From the line that contains "filename src/catalogue/tes4.rs" through the line that contains "pub const DATA: Tag", output every line of the listing below exactly and leave out all the rest.

▼

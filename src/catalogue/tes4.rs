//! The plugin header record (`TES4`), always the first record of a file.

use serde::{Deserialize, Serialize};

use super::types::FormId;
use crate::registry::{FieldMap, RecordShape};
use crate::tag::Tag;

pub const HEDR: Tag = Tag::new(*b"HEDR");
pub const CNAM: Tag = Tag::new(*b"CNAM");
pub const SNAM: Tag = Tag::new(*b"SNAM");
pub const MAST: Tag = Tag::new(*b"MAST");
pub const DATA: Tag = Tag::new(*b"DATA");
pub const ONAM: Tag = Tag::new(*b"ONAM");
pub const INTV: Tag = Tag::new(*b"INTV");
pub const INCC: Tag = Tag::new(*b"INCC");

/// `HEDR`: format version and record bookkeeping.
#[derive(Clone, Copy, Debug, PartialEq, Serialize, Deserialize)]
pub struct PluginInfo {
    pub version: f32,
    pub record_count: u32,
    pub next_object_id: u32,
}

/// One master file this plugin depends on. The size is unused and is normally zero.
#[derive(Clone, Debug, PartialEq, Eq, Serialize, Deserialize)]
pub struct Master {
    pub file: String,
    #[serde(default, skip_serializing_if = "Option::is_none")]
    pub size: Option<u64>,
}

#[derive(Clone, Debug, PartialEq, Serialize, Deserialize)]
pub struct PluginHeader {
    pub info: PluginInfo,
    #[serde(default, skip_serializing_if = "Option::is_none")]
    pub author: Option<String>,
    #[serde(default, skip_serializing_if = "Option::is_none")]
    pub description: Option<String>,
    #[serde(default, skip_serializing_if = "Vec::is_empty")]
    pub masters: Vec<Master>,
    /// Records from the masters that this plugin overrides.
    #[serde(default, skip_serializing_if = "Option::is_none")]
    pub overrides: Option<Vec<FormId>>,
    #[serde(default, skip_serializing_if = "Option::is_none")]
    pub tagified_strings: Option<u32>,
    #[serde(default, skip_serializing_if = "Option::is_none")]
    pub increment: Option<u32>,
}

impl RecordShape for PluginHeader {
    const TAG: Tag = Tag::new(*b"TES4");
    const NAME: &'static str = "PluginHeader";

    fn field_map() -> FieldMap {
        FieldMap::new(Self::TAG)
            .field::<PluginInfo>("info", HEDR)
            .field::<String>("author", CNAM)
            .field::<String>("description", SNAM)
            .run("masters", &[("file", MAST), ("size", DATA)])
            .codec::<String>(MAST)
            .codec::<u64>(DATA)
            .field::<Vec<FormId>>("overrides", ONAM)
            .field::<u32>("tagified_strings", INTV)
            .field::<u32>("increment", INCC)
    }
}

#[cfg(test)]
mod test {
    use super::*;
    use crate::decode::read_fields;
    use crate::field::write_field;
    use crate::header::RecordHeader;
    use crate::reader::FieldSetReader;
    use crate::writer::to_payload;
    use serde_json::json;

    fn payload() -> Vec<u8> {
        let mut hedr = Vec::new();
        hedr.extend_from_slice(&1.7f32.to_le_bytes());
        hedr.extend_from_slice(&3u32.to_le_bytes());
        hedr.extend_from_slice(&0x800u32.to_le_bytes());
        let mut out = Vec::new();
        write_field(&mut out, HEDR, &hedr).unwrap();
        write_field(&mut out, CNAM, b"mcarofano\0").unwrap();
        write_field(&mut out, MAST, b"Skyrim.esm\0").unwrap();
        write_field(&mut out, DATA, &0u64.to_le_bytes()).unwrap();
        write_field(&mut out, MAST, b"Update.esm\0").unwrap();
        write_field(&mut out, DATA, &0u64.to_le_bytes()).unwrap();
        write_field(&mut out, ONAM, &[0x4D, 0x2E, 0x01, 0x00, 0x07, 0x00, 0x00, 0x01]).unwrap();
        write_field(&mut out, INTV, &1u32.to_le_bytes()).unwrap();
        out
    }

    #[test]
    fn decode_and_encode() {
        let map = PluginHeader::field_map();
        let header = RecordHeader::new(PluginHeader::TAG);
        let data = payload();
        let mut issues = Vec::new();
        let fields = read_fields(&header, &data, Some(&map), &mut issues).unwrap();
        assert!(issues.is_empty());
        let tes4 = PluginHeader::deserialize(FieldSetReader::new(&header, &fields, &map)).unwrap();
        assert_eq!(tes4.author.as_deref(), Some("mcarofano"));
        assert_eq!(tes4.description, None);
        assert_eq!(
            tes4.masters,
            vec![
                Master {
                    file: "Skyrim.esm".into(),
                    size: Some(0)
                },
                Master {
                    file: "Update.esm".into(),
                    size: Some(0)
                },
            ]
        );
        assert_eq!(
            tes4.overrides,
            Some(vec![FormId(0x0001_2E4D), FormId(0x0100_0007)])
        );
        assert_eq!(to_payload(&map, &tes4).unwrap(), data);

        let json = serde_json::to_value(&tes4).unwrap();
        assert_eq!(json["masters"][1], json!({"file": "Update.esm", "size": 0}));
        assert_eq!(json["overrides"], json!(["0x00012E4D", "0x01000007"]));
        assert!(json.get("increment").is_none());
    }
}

▲
▼

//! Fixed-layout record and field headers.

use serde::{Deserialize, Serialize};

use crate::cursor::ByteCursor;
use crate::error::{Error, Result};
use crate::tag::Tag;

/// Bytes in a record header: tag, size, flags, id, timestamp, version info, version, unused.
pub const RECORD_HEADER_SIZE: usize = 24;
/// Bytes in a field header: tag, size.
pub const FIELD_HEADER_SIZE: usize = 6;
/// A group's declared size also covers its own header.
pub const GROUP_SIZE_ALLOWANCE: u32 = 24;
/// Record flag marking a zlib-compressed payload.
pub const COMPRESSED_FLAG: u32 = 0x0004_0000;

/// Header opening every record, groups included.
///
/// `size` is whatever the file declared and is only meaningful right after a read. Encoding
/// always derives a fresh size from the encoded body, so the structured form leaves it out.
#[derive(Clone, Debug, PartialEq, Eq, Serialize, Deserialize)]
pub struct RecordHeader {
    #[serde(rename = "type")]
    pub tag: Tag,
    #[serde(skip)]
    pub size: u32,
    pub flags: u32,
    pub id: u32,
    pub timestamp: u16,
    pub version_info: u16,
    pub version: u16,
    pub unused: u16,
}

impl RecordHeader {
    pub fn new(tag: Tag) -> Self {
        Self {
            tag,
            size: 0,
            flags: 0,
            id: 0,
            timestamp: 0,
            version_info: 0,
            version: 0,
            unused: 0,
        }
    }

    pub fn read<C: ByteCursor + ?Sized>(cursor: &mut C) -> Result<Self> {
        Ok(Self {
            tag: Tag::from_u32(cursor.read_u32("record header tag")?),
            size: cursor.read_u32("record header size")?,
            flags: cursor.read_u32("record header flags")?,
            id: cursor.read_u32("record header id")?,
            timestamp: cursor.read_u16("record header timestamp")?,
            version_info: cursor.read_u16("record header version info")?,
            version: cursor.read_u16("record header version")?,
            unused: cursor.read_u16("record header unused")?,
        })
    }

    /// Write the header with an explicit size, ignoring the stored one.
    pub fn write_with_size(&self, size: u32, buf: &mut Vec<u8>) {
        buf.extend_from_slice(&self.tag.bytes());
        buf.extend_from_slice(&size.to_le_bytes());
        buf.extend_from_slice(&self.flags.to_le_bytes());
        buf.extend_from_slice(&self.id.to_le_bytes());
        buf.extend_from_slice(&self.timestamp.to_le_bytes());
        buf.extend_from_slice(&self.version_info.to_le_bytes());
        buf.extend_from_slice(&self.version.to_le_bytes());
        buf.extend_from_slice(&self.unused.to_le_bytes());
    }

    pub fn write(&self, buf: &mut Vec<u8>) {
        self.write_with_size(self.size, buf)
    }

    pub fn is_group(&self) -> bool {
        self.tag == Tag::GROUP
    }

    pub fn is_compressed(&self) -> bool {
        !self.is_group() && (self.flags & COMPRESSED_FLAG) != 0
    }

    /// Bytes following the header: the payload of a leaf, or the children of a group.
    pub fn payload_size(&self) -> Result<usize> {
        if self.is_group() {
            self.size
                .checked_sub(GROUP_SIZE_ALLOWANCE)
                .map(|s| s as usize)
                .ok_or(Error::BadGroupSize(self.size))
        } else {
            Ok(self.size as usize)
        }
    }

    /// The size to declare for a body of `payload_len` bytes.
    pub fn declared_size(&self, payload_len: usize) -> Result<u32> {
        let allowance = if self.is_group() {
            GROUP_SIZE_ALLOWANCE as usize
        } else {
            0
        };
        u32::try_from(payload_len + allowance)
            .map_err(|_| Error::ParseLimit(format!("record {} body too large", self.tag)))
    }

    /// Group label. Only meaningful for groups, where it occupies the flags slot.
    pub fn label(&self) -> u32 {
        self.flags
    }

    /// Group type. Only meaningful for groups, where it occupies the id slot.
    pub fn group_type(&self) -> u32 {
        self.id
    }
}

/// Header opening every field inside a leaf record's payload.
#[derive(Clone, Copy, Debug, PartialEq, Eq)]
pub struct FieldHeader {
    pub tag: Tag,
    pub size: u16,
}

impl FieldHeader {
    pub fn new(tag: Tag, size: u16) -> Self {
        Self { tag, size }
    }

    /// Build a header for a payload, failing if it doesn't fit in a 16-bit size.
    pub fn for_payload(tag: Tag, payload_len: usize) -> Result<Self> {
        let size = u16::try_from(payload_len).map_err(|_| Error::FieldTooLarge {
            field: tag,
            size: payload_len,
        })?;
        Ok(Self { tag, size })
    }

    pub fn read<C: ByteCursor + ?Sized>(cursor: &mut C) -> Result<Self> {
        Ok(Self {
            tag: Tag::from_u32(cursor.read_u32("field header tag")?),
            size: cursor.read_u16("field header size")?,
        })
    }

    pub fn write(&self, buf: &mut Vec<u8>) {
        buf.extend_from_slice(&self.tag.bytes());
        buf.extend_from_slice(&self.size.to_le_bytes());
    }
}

▲

■ **YOUR RESPONSE**:
filename src/catalogue/tes4.rs
//! The plugin header record (`TES4`), always the first record of a file.

use serde::{Deserialize, Serialize};

use super::types::FormId;
use crate::registry::{FieldMap, RecordShape};
use crate::tag::Tag;

pub const HEDR: Tag = Tag::new(*b"HEDR");
pub const CNAM: Tag = Tag::new(*b"CNAM");
pub const SNAM: Tag = Tag::new(*b"SNAM");
pub const MAST: Tag = Tag::new(*b"MAST");
pub const DATA: Tag = Tag::new(*b"DATA");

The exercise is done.